Излучина Ганга - [84]

Шрифт
Интервал

— О, я столько слышал о вашей коллекции. Говорят, она богаче музея в Лахоре.

Текчанд внимательно посмотрел на него, потом еще раз на скульптуру.

— Простите мою неделикатность, но вы, должно быть, очень стеснены в средствах, раз решаетесь продать это, мистер…

— Талвар, — сказал Гьян. — Гьян Талвар.

Он заранее обдумал детали этого разговора. Он назовет свое настоящее имя, и вообще лучше поменьше врать. Успех всего плана зависит от того, поверит ли ему Текчанд.

— Ах да, да, мистер Талвар.

— Я и в самом деле попал в тяжелое положение, но я не думал, что это… так бросается в глаза.

— Индийцы не склонны продавать своих богов, мистер Талвар. Я обратил внимание на то, что этому идолу поклонялись, и совсем еще недавно. На нем свежие следы пасты и охры.

— Я не религиозен. И у меня мало что осталось святого.

— В вашем возрасте-то? Сколько вам лет?

— Двадцать три, сэр.

Текчанд взглянул на него долгим, внимательным, изучающим взором, словно осматривал статую. Перед ним сидел трудовой человек с мозолистыми руками, широкими плечами, с глубоким загаром, который бывает только у тех, кто целые дни проводит под палящим солнцем. Текчанд нахмурился, но тут же вернул своему лицу обычное выражение.

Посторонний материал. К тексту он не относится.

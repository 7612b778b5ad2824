//! Data Explorer Export Module
//! Converts record views to Polars DataFrames and writes them as delimited files.

use super::record::Record;
use crate::config::Delimiter;
use polars::prelude::*;
use std::fs::{self, File};
use std::path::Path;
use thiserror::Error;

#[derive(Error, Debug)]
pub enum ExportError {
    #[error("Polars error: {0}")]
    PolarsError(#[from] PolarsError),
    #[error("IO error: {0}")]
    Io(#[from] std::io::Error),
}

/// Build a DataFrame with the canonical columns, one row per record.
pub fn to_dataframe(view: &[&Record]) -> PolarsResult<DataFrame> {
    let dates: Vec<Option<String>> = view
        .iter()
        .map(|r| r.date.map(|d| d.format("%Y-%m-%d").to_string()))
        .collect();
    let years: Vec<Option<i32>> = view.iter().map(|r| r.year).collect();
    let aircraft: Vec<Option<&str>> = view.iter().map(|r| r.aircraft_type.as_deref()).collect();
    let operators: Vec<&str> = view.iter().map(|r| r.operator.as_str()).collect();
    let fatalities: Vec<u32> = view.iter().map(|r| r.fatalities).collect();
    let damage: Vec<&str> = view.iter().map(|r| r.damage_level.as_str()).collect();
    let locations: Vec<Option<&str>> = view.iter().map(|r| r.location.as_deref()).collect();
    let latitudes: Vec<Option<f64>> = view.iter().map(|r| r.latitude).collect();
    let longitudes: Vec<Option<f64>> = view.iter().map(|r| r.longitude).collect();

    DataFrame::new(vec![
        Column::new("date".into(), dates),
        Column::new("year".into(), years),
        Column::new("aircraft_type".into(), aircraft),
        Column::new("operator".into(), operators),
        Column::new("fatalities".into(), fatalities),
        Column::new("damage_level".into(), damage),
        Column::new("location".into(), locations),
        Column::new("latitude".into(), latitudes),
        Column::new("longitude".into(), longitudes),
    ])
}

/// Write a view sorted by date, newest first. Unknown dates go last;
/// ties keep view order.
pub fn write_view_csv(
    view: &[&Record],
    path: &Path,
    delimiter: Delimiter,
) -> Result<(), ExportError> {
    let mut sorted = view.to_vec();
    sorted.sort_by(|a, b| match (a.date, b.date) {
        (Some(x), Some(y)) => y.cmp(&x),
        (Some(_), None) => std::cmp::Ordering::Less,
        (None, Some(_)) => std::cmp::Ordering::Greater,
        (None, None) => std::cmp::Ordering::Equal,
    });

    let mut df = to_dataframe(&sorted)?;

    if let Some(parent) = path.parent().filter(|p| !p.as_os_str().is_empty()) {
        fs::create_dir_all(parent)?;
    }
    let mut file = File::create(path)?;
    CsvWriter::new(&mut file)
        .include_header(true)
        .with_separator(delimiter.as_byte())
        .finish(&mut df)?;

    log::info!("Exported {} rows to {}", df.height(), path.display());
    Ok(())
}

#[cfg(test)]
mod tests {
    use super::*;
    use chrono::NaiveDate;

    #[test]
    fn dataframe_has_canonical_columns() {
        let record = Record::new(NaiveDate::from_ymd_opt(2020, 3, 1), "Acme Air", 5, "Substantial")
            .with_location("Springfield");
        let df = to_dataframe(&[&record]).unwrap();
        let names: Vec<String> = df.get_column_names().iter().map(|s| s.to_string()).collect();
        assert_eq!(
            names,
            vec![
                "date",
                "year",
                "aircraft_type",
                "operator",
                "fatalities",
                "damage_level",
                "location",
                "latitude",
                "longitude"
            ]
        );
        assert_eq!(df.height(), 1);
    }

    #[test]
    fn writes_newest_first() {
        let dir = std::env::temp_dir().join("fcp_export_newest_first");
        let _ = fs::remove_dir_all(&dir);
        let path = dir.join("out.csv");

        let old = Record::new(NaiveDate::from_ymd_opt(2019, 1, 1), "Old Air", 1, "None");
        let undated = Record::new(None, "Mystery", 2, "Unknown");
        let new = Record::new(NaiveDate::from_ymd_opt(2021, 1, 1), "New Air", 3, "Minor");
        write_view_csv(&[&old, &undated, &new], &path, Delimiter::Comma).unwrap();

        let text = fs::read_to_string(&path).unwrap();
        let operators: Vec<&str> = text
            .lines()
            .skip(1)
            .map(|line| line.split(',').nth(3).unwrap())
            .collect();
        assert_eq!(operators, vec!["New Air", "Old Air", "Mystery"]);

        let _ = fs::remove_dir_all(&dir);
    }
}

— Не слишком ли это смело заявлять: «У меня мало что осталось святого»? Особенно когда вам всего двадцать три. И право же, нужно очень нуждаться, чтобы продать бога, которому молились ваши родные, возможно, отец и мать.

Трудно было выдержать этот холодный, испытующий взгляд.

— Да, действительно, я сейчас без работы, — признался Гьян.

— Это тоже неубедительно. В наши дни способный молодой человек, судя по всему, образованный, привычный к тяжелой работе! Нет… Столько возможностей… Теперь, когда так нужны рабочие руки. — Зазвонил телефон. — Извините…

Он подвинул к себе поближе белый аппарат.

— Да? — сказал он в трубку. — Я смогу принять его через… три минуты. Сейчас я закончу. — Он положил трубку и обернулся к Гьяну.

Перед тем как зазвонил телефон, Гьян уже совсем было собирался признаться, кто он и зачем пришел. Он понял, что Текчанд отнесся к нему с подозрением. Впрочем, Гьян и прежде слышал о его особой проницательности. Возможно, стоило рискнуть. Но Гьян не решался пока выложить свой главный козырь. Он должен продать этому человеку свою легенду. К ножу за поясом притрагиваться на сей раз не придется.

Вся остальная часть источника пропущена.